Cholinergic deficits in
Alzheimer's disease are typically assessed by
choline acetyltransferase, the
enzyme that synthesizes
acetylcholine. However, the determining step in
acetylcholine formation is
choline uptake via a high affinity transporter in nerve terminal membranes. Evaluating uptake is difficult because regulatory changes in transporter function decay rapidly postmortem. To overcome this problem, brain regions from patients with or without
Alzheimer's disease were frozen within 4 h of death and examined for both
choline acetyltransferase activity and for binding of [3H]-
hemicholinium-3 to the
choline transporter. Consistent with the loss of
cholinergic projections, cerebral cortical areas exhibited marked decreases in
enzyme activity whereas the putamen, a region not involved in
Alzheimer's disease, was unaffected. However, [3H]
hemicholinium-3 binding was significantly enhanced in the cortical regions. In the frontal cortex, the increase in [3H]

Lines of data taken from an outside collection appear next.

//! Expected value of a single bet.
//!
//!   EV    = p·(odds − 1)·stake − (1 − p)·stake
//!   edge% = (p − implied) / implied · 100
//!
//! where `implied = 1/odds` is the bookmaker's (margin-inclusive) probability.
//! EV is positive exactly when `p > implied`.

use serde::{Deserialize, Serialize};

use crate::error::{check_probability, check_stake, Result};
use crate::models::{EVResult, Odds, RecommendationTier};

/// EV-percentage cut-offs for the recommendation tier. Each tier requires
/// the EV percentage to be strictly above its threshold.
#[derive(Debug, Clone, Copy, PartialEq, Serialize, Deserialize)]
#[serde(default)]
pub struct EvThresholds {
    pub excellent: f64,
    pub good: f64,
    pub fair: f64,
    pub poor: f64,
}

impl Default for EvThresholds {
    fn default() -> Self {
        EvThresholds {
            excellent: 8.0,
            good: 5.0,
            fair: 0.0,
            poor: -5.0,
        }
    }
}

impl EvThresholds {
    pub fn tier(&self, ev_percentage: f64) -> RecommendationTier {
        if ev_percentage > self.excellent {
            RecommendationTier::Excellent
        } else if ev_percentage > self.good {
            RecommendationTier::Good
        } else if ev_percentage > self.fair {
            RecommendationTier::Fair
        } else if ev_percentage > self.poor {
            RecommendationTier::Poor
        } else {
            RecommendationTier::NoValue
        }
    }
}

/// Odds at which a bet with win probability `p` breaks even.
pub fn fair_odds(p: f64) -> Result<f64> {
    Ok(1.0 / check_probability(p)?)
}

/// Relative edge `p / implied − 1`; positive when the price is too long.
pub fn edge(p: f64, odds: f64) -> Result<f64> {
    let p = check_probability(p)?;
    let odds = Odds::new(odds)?;
    Ok(p * odds.decimal() - 1.0)
}

pub fn calculate_ev(stake: f64, odds: f64, p: f64, thresholds: &EvThresholds) -> Result<EVResult> {
    let stake = check_stake(stake)?;
    let odds = Odds::new(odds)?;
    let p = check_probability(p)?;

    let implied = odds.implied_probability();
    let expected_value = p * odds.net() * stake - (1.0 - p) * stake;
    let ev_percentage = expected_value / stake * 100.0;

    Ok(EVResult {
        expected_value,
        ev_percentage,
        is_positive_ev: expected_value > 0.0,
        true_probability: p,
        implied_probability: implied,
        edge_percentage: (p - implied) / implied * 100.0,
        value_gap: p - implied,
        fair_odds: 1.0 / p,
        tier: thresholds.tier(ev_percentage),
    })
}

#[cfg(test)]
mod tests {
    use super::*;
    use crate::error::EngineError;
    use approx::assert_relative_eq;

    #[test]
    fn positive_ev_example() {
        // 55% at 2.10: EV = 0.55·1.10·100 − 0.45·100 = 15.5
        let r = calculate_ev(100.0, 2.10, 0.55, &EvThresholds::default()).unwrap();
        assert_relative_eq!(r.expected_value, 15.5, epsilon = 1e-9);
        assert_relative_eq!(r.ev_percentage, 15.5, epsilon = 1e-9);
        assert_relative_eq!(r.fair_odds, 1.0 / 0.55, epsilon = 1e-12);
        assert_relative_eq!(r.edge_percentage, 15.5, epsilon = 1e-9);
        assert!(r.is_positive_ev);
        assert_eq!(r.tier, RecommendationTier::Excellent);
    }

    #[test]
    fn ev_sign_matches_probability_versus_implied() {
        for odds in [1.2, 1.5, 2.0, 2.75, 4.0, 10.0] {
            for i in 1..=100 {
                let p = i as f64 / 100.0;
                let r = calculate_ev(10.0, odds, p, &EvThresholds::default()).unwrap();
                if (p - 1.0 / odds).abs() < 1e-12 {
                    continue;
                }
                assert_eq!(r.is_positive_ev, p > 1.0 / odds, "odds {} p {}", odds, p);
            }
        }
    }

    #[test]
    fn tiers_follow_thresholds() {
        let t = EvThresholds::default();
        assert_eq!(t.tier(9.0), RecommendationTier::Excellent);
        assert_eq!(t.tier(8.0), RecommendationTier::Good);
        assert_eq!(t.tier(3.0), RecommendationTier::Fair);
        assert_eq!(t.tier(0.0), RecommendationTier::Poor);
        assert_eq!(t.tier(-5.0), RecommendationTier::NoValue);
    }

    #[test]
    fn rejects_bad_inputs() {
        let t = EvThresholds::default();
        assert!(matches!(
            calculate_ev(10.0, 2.0, 0.0, &t),
            Err(EngineError::InvalidProbability { .. })
        ));
        assert!(matches!(
            calculate_ev(10.0, 2.0, 1.2, &t),
            Err(EngineError::InvalidProbability { .. })
        ));
        assert!(matches!(
            calculate_ev(0.0, 2.0, 0.5, &t),
            Err(EngineError::InvalidStake { .. })
        ));
        assert!(matches!(
            calculate_ev(10.0, 1.0, 0.5, &t),
            Err(EngineError::InvalidOdds { .. })
        ));
    }

    #[test]
    fn edge_and_fair_odds() {
        assert_relative_eq!(edge(0.6, 2.0).unwrap(), 0.2, epsilon = 1e-9);
        assert!(edge(0.3, 2.0).unwrap() < 0.0);
        assert_relative_eq!(fair_odds(0.25).unwrap(), 4.0, epsilon = 1e-12);
        assert!(fair_odds(0.0).is_err());
    }
}
use std::fs;
use std::io::{self, Read};

use anyhow::{Context, Result};
use clap::Parser;
use tracing::{info, warn};

mod config;

use config::Config;
use odds_engine::engine::analysis::{MatchAnalyzer, MatchInput};
use odds_engine::engine::calibration::{fit_platt, CalibrationSample, FitConfig};

fn read_input(config: &Config) -> Result<String> {
    match &config.input {
        Some(path) => fs::read_to_string(path)
            .with_context(|| format!("failed to read match input {}", path.display())),
        None => {
            let mut raw = String::new();
            io::stdin()
                .read_to_string(&mut raw)
                .context("failed to read match input from stdin")?;
            Ok(raw)
        }
    }
}

fn main() -> Result<()> {
    // Logs go to stderr; stdout carries only the JSON result
    tracing_subscriber::fmt()
        .with_env_filter(
            tracing_subscriber::EnvFilter::try_from_default_env()
                .unwrap_or_else(|_| tracing_subscriber::EnvFilter::new("info")),
        )
        .with_writer(io::stderr)
        .init();

    let config = Config::parse();
    config.validate()?;

    let mut input: MatchInput =
        serde_json::from_str(&read_input(&config)?).context("match input is not valid JSON")?;
    if let (Some(multiplier), Some(home)) = (config.home_advantage, input.home.as_mut()) {
        home.home_advantage = multiplier;
    }

    let mut analyzer_config = config.analyzer_config();
    if let Some(path) = &config.calibration_samples {
        let raw = fs::read_to_string(path)
            .with_context(|| format!("failed to read calibration samples {}", path.display()))?;
        let samples: Vec<CalibrationSample> = serde_json::from_str(&raw)
            .context("calibration samples must be settled {forecast, result} fixtures")?;
        match fit_platt(&samples, &FitConfig::default()) {
            Ok(fit) if fit.logloss_improvement() > 0.0 => {
                analyzer_config.calibration = Some(fit.calibration);
            }
            Ok(_) => warn!("Calibration did not improve log-loss; using raw model probabilities"),
            Err(e) => warn!("Calibration rejected: {}", e),
        }
    }

    let analyzer = MatchAnalyzer::new(analyzer_config).context("invalid engine configuration")?;
    let analysis = analyzer.analyze(&input).context("fixture analysis failed")?;
    info!(
        "Analysis complete: source={:?}, best value={}",
        analysis.source,
        analysis.best_value.as_deref().unwrap_or("none")
    );

    let out = if config.pretty {
        serde_json::to_string_pretty(&analysis)?
    } else {
        serde_json::to_string(&analysis)?
    };
    println!("{}", out);
    Ok(())
}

hemicholinium-3 binding far exceeded the loss of
choline acetyltransferase, indicating transporter overexpression beyond that necessary to offset loss of synaptic terminals. These results suggest that, in
Alzheimer's disease, the loss of
cholinergic function is not dictated simply by destruction of nerve terminals, but rather involves additional alterations in
choline utilization; interventions aimed at increasing the activity of cholinergic neurons may thus accelerate neurodegeneration.